Multinomial Models for Discrete Outcomes

The purpose of this session is to show you how to use LIMDEP's procedures for doing Multinomial Logit (MNL) and Probit (MNP). Additionally, we look at Conditional Logit and Ordered Logit and Probit.

First, MNL and Ordered Probit

/* This file compares procedures for multinomial logit and ordered probit for data that are naturally ordered. A common mistake is to estimate naturally ordered data with MNL or MNP. First, we estimate a multinomial logit (MNL) for the Spector and Mazzeo data with a new dependent variable, LETTERS. LETTERS is coded 0=C, 1=B, 2=A. Then we reestimate the model as an ordered probit to compare the results.

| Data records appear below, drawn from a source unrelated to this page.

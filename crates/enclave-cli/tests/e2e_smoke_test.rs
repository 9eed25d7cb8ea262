use std::{
    fs,
    path::{Path, PathBuf},
};

use tempfile::tempdir;

use enclave::{diagnostic::DiagnosticCode, scene::Scene};
use enclave_cli::{Args, run, should_fail};

fn demos_dir() -> PathBuf {
    // Demos are at workspace root, relative to workspace not the crate
    PathBuf::from(env!("CARGO_MANIFEST_DIR"))
        .parent()
        .unwrap()
        .parent()
        .unwrap()
        .join("demos")
}

/// Collects all .json scenes from a directory
fn collect_scene_files(dir: &Path) -> Vec<PathBuf> {
    let mut files: Vec<PathBuf> = fs::read_dir(dir)
        .map(|entries| {
            entries
                .flatten()
                .map(|entry| entry.path())
                .filter(|path| {
                    path.is_file() && path.extension().and_then(|s| s.to_str()) == Some("json")
                })
                .collect()
        })
        .unwrap_or_default();

    // Sort for consistent test output
    files.sort();
    files
}

fn args(input: &Path, output: &Path) -> Args {
    Args {
        input: input.to_string_lossy().to_string(),
        output: output.to_string_lossy().to_string(),
        report: None,
        fix: None,
        config: None,
        deny_errors: false,
        log_level: "off".to_string(),
    }
}

#[test]
fn e2e_smoke_test_demos_render() {
    let temp_dir = tempdir().expect("Failed to create temp directory");
    let demos = collect_scene_files(&demos_dir());

    assert!(!demos.is_empty(), "No demo scenes found in demos/");

    let mut failed = Vec::new();

    for demo in &demos {
        let output_path = temp_dir
            .path()
            .join(format!("{}.svg", demo.file_stem().unwrap().to_string_lossy()));

        match run(&args(demo, &output_path)) {
            Ok(_) => {
                let svg = fs::read_to_string(&output_path).expect("SVG was written");
                assert!(svg.contains("<svg"), "{} is not SVG", demo.display());
                assert!(svg.contains("</svg>"), "{} is truncated", demo.display());
            }
            Err(e) => failed.push((demo.clone(), e)),
        }
    }

    if !failed.is_empty() {
        eprintln!("\nDemos that failed:");
        for (path, err) in &failed {
            eprintln!("  - {}: {}", path.display(), err);
        }
        panic!("{} demo(s) failed unexpectedly", failed.len());
    }
}

#[test]
fn e2e_violations_write_report_and_fix() {
    let temp_dir = tempdir().expect("Failed to create temp directory");
    let input = demos_dir().join("violations.json");
    let report_path = temp_dir.path().join("report.json");
    let fix_path = temp_dir.path().join("fixed.json");

    let mut args = args(&input, &temp_dir.path().join("violations.svg"));
    args.report = Some(report_path.to_string_lossy().to_string());
    args.fix = Some(fix_path.to_string_lossy().to_string());

    let diagnostics = run(&args).expect("violations demo renders");

    let codes: Vec<_> = diagnostics.iter().map(|diag| diag.code()).collect();
    for code in [
        DiagnosticCode::OutOfBounds,
        DiagnosticCode::NegSize,
        DiagnosticCode::PortOutside,
        DiagnosticCode::ConnectorLeak,
    ] {
        assert!(codes.contains(&code), "missing {code:?}");
    }

    let report = fs::read_to_string(&report_path).expect("report was written");
    assert!(report.contains("\"sceneId\": \"violations\""));
    assert!(report.contains("MOVE_NODE"));
    assert!(report.contains("ADD_POLICY"));

    let fixed = Scene::from_json(&fs::read_to_string(&fix_path).expect("fix was written"))
        .expect("fixed scene is a valid document");
    assert_eq!(fixed.id, "violations");

    let fixed_diagnostics = enclave::enforce(&fixed).diagnostics;
    assert!(fixed_diagnostics.len() < diagnostics.len());
}

#[test]
fn e2e_deny_errors_fails_only_with_errors() {
    let temp_dir = tempdir().expect("Failed to create temp directory");

    let mut violations = args(
        &demos_dir().join("violations.json"),
        &temp_dir.path().join("violations.svg"),
    );
    let diagnostics = run(&violations).unwrap();
    assert!(!should_fail(&violations, &diagnostics));
    violations.deny_errors = true;
    assert!(should_fail(&violations, &diagnostics));

    let mut network = args(
        &demos_dir().join("network.json"),
        &temp_dir.path().join("network.svg"),
    );
    network.deny_errors = true;
    let diagnostics = run(&network).unwrap();
    assert!(!should_fail(&network, &diagnostics), "{diagnostics:?}");
}

#[test]
fn e2e_bad_inputs_are_errors() {
    let temp_dir = tempdir().expect("Failed to create temp directory");
    let output = temp_dir.path().join("out.svg");

    let missing = args(&temp_dir.path().join("missing.json"), &output);
    assert!(run(&missing).is_err());

    let not_a_scene = temp_dir.path().join("bad.json");
    fs::write(&not_a_scene, "{ \"nodes\": 42 }").unwrap();
    assert!(run(&args(&not_a_scene, &output)).is_err());

    let mut bad_config = args(&demos_dir().join("grid.json"), &output);
    bad_config.config = Some(temp_dir.path().join("nope.toml").to_string_lossy().to_string());
    assert!(run(&bad_config).is_err());
    assert!(!output.exists());
}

Note of caution: Strictly speaking, choice models assume that n individuals make the choices, and that the choices are independent. However, in this example it is the instructor making the choices, and the choices are obviously not independent. In order to consider this example as a "choice" model, we need to think of the instructor as making n independent decisions based on the students' past grades, achievement tests, and whether s/he received a treatment, PSI. This may not be substantively correct, since the instructor should merely evaluate performance based on course materials, rather than paying attention to the student's attributes. However, the objective is to illustrate how to estimate these models; not specify an appropriate substantive model.*/

Reset $

/* Read the data. */

Read ; Nobs=32 ; Nvar=6 ; Names=OBS,GPA,TUCE,PSI,GRADE,LETTERS $

1 2.66 20 0 0 0
2 2.89 22 0 0 1
3 3.28 24 0 0 1
4 2.92 12 0 0 1
5 4 21 0 1 2
6 2.86 17 0 0 1
7 2.76 17 0 0 1
8 2.87 21 0 0 1
9 3.03 25 0 0 2
10 3.92 29 0 1 2
11 2.63 20 0 0 0
12 3.32 23 0 0 1
13 3.57 23 0 0 1
14 3.26 25 0 1 2
15 3.53 26 0 0 1
16 2.74 19 0 0 1
17 2.75 25 0 0 0
18 2.83 19 0 0 0
19 3.12 23 1 0 1
20 3.16 25 1 1 2
21 2.06 22 1 0 2
22 3.62 28 1 1 2
23 2.89 14 1 0 2
24 3.51 26 1 0 1
25 3.54 24 1 1 2
26 2.83 27 1 1 2
27 3.39 17 1 1 2
28 2.67 24 1 0 1
29 3.65 21 1 1 2
30 4 23 1 1 2
31 3.1 21 1 0 2
32 2.39 19 1 1 2

/* Create a namelist matrix that contains the right side variables */

NAMELIST ; X = one,gpa,tuce,psi $

/* Estimate a multinomial logit with 3 categories. LIMDEP automatically recognizes that you want MNL by the coding of the dependent variable. The coding must always be 0,1,2,...,J, beginning with 0. Note that we are also calling for marginal effects based on the stratification variable, psi. */

LOGIT ; LHS = letters ; Rhs = X ; Margin=psi $

/* Note that MNL produces J-1 sets of coefficient estimates for J choices. Typically, these are then used to compute probabilities and marginal effects. CAUTION: the coefficients from MNL models can be misleading. Their signs can actually be in the opposite direction from the marginal effects, because the coefficients from all J-1 equations enter into the calculations of both the marginal effects and probabilities.*/

/* LIMDEP's MNL program does not retain the predicted probabilities. While this is a bit inconvenient, it is easy to calculate them. Below is a short program that calculates the probabilities from the 3 category MNL model estimated above. You would need to modify this when there are more categories. See LIMDEP's help system for an example with 4 categories. However, note the error in LIMDEP's help file (i.e., X'B versus B'X). */

CALC ; list ; K = Col(X) ; K1 = K+1
      ; TwoK = 2*K ; K21 = TwoK+1 $
MATRIX ; list ; B1 = Part(B,1,K) ; B2 = Part(B,K1,TwoK) $
CREATE ; p0=1/(1+exp(B1'X)+exp(B2'X))
; p1=exp(B1'X)*P0
    ; p2=exp(B2'X)*P0 $
List ; p0,p1,p2 $

/* MNL is inefficient when the dependent variable is naturally ordered. Grade assignments is a classic example of ranking data. So, let's reestimate the relationship with ordered probit.

*/

ORDERED ; LHS=letters ; Rhs=X ; Margin=psi ; List $

/* Note that with ordered probit there is only one set of coefficient estimates. This is more appealing, but CAUTION is still required in interpreting the coefficients. As with MNL above, ordered probit coefficients can also have opposite signs from the marginal effects.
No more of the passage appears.